***** SUPPLIED MATERIAL

//! Health reporting subsystem.
//!
//! # Data Flow
//! ```text
//! GET /health, /health/ready
//!     → active.rs (probe every upstream concurrently via the forwarder's pool)
//!     → {status: healthy|degraded, timestamp, services: {name: bool}}
//! GET /health/live
//!     → process liveness only, no probes
//! ```
//!
//! # Design Decisions
//! - Health is derived from fresh probes; nothing is cached between calls
//! - Health state is per-upstream

pub mod active;

pub use active::{HealthMonitor, HealthReport, HealthStatus};
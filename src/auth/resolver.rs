//! Credential extraction and session resolution.
//!
//! # Responsibilities
//! - Pull a session token from the request (cookie, bearer, custom header)
//! - Turn the token into a live session via the [`SessionManager`]
//! - Check a session against a route's authorization level
//!
//! # Design Decisions
//! - Extraction order is fixed: cookie, then `Authorization: Bearer`, then header
//! - Empty values are treated as absent so the next source is tried
//! - Role checks are separate from resolution and never touch the store

use axum::http::{header, HeaderMap};

use crate::auth::session::{Session, SessionManager};
use crate::config::AuthRequirement;
use crate::error::GatewayError;

/// Where a session token was found.
#[derive(Debug, Clone, Copy, PartialEq, Eq)]
pub enum CredentialSource {
    Cookie,
    Bearer,
    Header,
}

impl CredentialSource {
    pub fn as_str(&self) -> &'static str {
        match self {
            CredentialSource::Cookie => "cookie",
            CredentialSource::Bearer => "bearer",
            CredentialSource::Header => "header",
        }
    }
}

#[derive(Debug, Clone, PartialEq, Eq)]
pub struct Credential {
    pub token: String,
    pub source: CredentialSource,
}

/// Read a named cookie out of every `Cookie` header.
pub fn cookie_value(headers: &HeaderMap, name: &str) -> Option<String> {
    headers
        .get_all(header::COOKIE)
        .iter()
        .filter_map(|v| v.to_str().ok())
        .flat_map(|v| v.split(';'))
        .filter_map(|pair| pair.trim().split_once('='))
        .find(|(key, _)| key.trim() == name)
        .map(|(_, value)| value.trim().trim_matches('"').to_string())
        .filter(|value| !value.is_empty())
}

fn bearer_token(headers: &HeaderMap) -> Option<String> {
    let value = headers.get(header::AUTHORIZATION)?.to_str().ok()?;
    let (scheme, token) = value.split_once(' ')?;
    if !scheme.eq_ignore_ascii_case("bearer") {
        return None;
    }
    let token = token.trim();
    (!token.is_empty()).then(|| token.to_string())
}

/// First credential found, in precedence order.
pub fn extract_credential(
    headers: &HeaderMap,
    cookie_name: &str,
    header_name: &str,
) -> Option<Credential> {
    if let Some(token) = cookie_value(headers, cookie_name) {
        return Some(Credential { token, source: CredentialSource::Cookie });
    }
    if let Some(token) = bearer_token(headers) {
        return Some(Credential { token, source: CredentialSource::Bearer });
    }
    headers
        .get(header_name)
        .and_then(|v| v.to_str().ok())
        .map(str::trim)
        .filter(|v| !v.is_empty())
        .map(|token| Credential {
            token: token.to_string(),
            source: CredentialSource::Header,
        })
}

/// A session that passed resolution, along with the id it was found under.
#[derive(Debug, Clone)]
pub struct ResolvedSession {
    pub id: String,
    pub session: Session,
    pub source: CredentialSource,
}

/// Resolves request credentials into sessions.
#[derive(Debug, Clone)]
pub struct AuthResolver {
    sessions: SessionManager,
    cookie_name: String,
    header_name: String,
}

impl AuthResolver {
    pub fn new(
        sessions: SessionManager,
        cookie_name: impl Into<String>,
        header_name: impl Into<String>,
    ) -> Self {
        Self {
            sessions,
            cookie_name: cookie_name.into(),
            header_name: header_name.into(),
        }
    }

    pub fn sessions(&self) -> &SessionManager {
        &self.sessions
    }

    pub fn cookie_name(&self) -> &str {
        &self.cookie_name
    }

    pub fn credential(&self, headers: &HeaderMap) -> Option<Credential> {
        extract_credential(headers, &self.cookie_name, &self.header_name)
    }

    /// Resolve the request's credential. Touches the session on success.
    pub async fn resolve(&self, headers: &HeaderMap) -> Result<ResolvedSession, GatewayError> {
        let credential = self.credential(headers).ok_or(GatewayError::NoCredential)?;

        match self.sessions.get(&credential.token).await? {
            Some(session) => Ok(ResolvedSession {
                id: credential.token,
                session,
                source: credential.source,
            }),
            None => Err(GatewayError::InvalidSession),
        }
    }
}

/// Check a resolved session against a route's requirement.
pub fn authorize(requirement: AuthRequirement, session: &Session) -> Result<(), GatewayError> {
    match requirement {
        AuthRequirement::Admin if !session.role.is_admin() => Err(GatewayError::InsufficientRole {
            role: session.role.to_string(),
        }),
        _ => Ok(()),
    }
}

#[cfg(test)]
mod tests {
    use super::*;
    use crate::auth::session::tests::sample_session;
    use crate::auth::store::MemoryStore;
    use axum::http::HeaderValue;
    use std::sync::Arc;
    use std::time::Duration;

    fn headers(pairs: &[(&'static str, &str)]) -> HeaderMap {
        let mut map = HeaderMap::new();
        for (k, v) in pairs {
            map.append(*k, HeaderValue::from_str(v).unwrap());
        }
        map
    }

    fn extract(map: &HeaderMap) -> Option<Credential> {
        extract_credential(map, "session_id", "x-session-id")
    }

    #[test]
    fn cookie_beats_bearer_beats_header() {
        let all = headers(&[
            ("cookie", "theme=dark; session_id=from-cookie"),
            ("authorization", "Bearer from-bearer"),
            ("x-session-id", "from-header"),
        ]);
        assert_eq!(extract(&all).unwrap().token, "from-cookie");

        let no_cookie = headers(&[
            ("authorization", "Bearer from-bearer"),
            ("x-session-id", "from-header"),
        ]);
        let cred = extract(&no_cookie).unwrap();
        assert_eq!(cred.token, "from-bearer");
        assert_eq!(cred.source, CredentialSource::Bearer);

        let header_only = headers(&[("x-session-id", "from-header")]);
        assert_eq!(extract(&header_only).unwrap().source, CredentialSource::Header);
    }

    #[test]
    fn ignores_empty_and_foreign_values() {
        let map = headers(&[
            ("cookie", "session_id=; other=1"),
            ("authorization", "Basic dXNlcjpwYXNz"),
        ]);
        assert!(extract(&map).is_none());

        let lookalike = headers(&[("cookie", "xsession_id=abc")]);
        assert!(extract(&lookalike).is_none());
    }

    #[tokio::test]
    async fn resolve_reports_missing_and_invalid() {
        let sessions =
            SessionManager::new(Arc::new(MemoryStore::new()), "session", Duration::from_secs(60));
        let resolver = AuthResolver::new(sessions.clone(), "session_id", "x-session-id");

        let err = resolver.resolve(&HeaderMap::new()).await.unwrap_err();
        assert!(matches!(err, GatewayError::NoCredential));

        let err = resolver
            .resolve(&headers(&[("x-session-id", "nope")]))
            .await
            .unwrap_err();
        assert!(matches!(err, GatewayError::InvalidSession));

        let id = sessions.create(&sample_session(4, "user")).await.unwrap();
        let bearer = format!("Bearer {}", id);
        let resolved = resolver
            .resolve(&headers(&[("authorization", bearer.as_str())]))
            .await
            .unwrap();
        assert_eq!(resolved.session.user_id, 4);
        assert_eq!(resolved.id, id);
    }

    #[test]
    fn admin_routes_need_admin_role() {
        let user = sample_session(1, "user");
        let admin = sample_session(2, "ADMIN");

        assert!(authorize(AuthRequirement::Authenticated, &user).is_ok());
        assert!(matches!(
            authorize(AuthRequirement::Admin, &user),
            Err(GatewayError::InsufficientRole { .. })
        ));
        assert!(authorize(AuthRequirement::Admin, &admin).is_ok());
    }
}
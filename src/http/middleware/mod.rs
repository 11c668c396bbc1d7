//! Cross-cutting request middleware.
//!
//! Outermost first: panic containment → timeout → request IDs → CORS →
//! body limit → dispatch (auth + rate gates) → security headers.

pub mod body_limit;
pub mod cors;
pub mod panic;
pub mod timeout;

pub use body_limit::envelope_oversized_body;
pub use cors::cors_layer;
pub use panic::panic_layer;
pub use timeout::{enforce_timeout, RequestDeadline};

**********

Only the lines from the first one of the listing up to and including the line where "pub mod active;" appears are wanted, reproduced exactly.

__ANSWER TO THE PROBLEM__.
//! Health reporting subsystem.
//!
//! # Data Flow
//! ```text
//! GET /health, /health/ready
//!     → active.rs (probe every upstream concurrently via the forwarder's pool)
//!     → {status: healthy|degraded, timestamp, services: {name: bool}}
//! GET /health/live
//!     → process liveness only, no probes
//! ```
//!
//! # Design Decisions
//! - Health is derived from fresh probes; nothing is cached between calls
//! - Health state is per-upstream

pub mod active;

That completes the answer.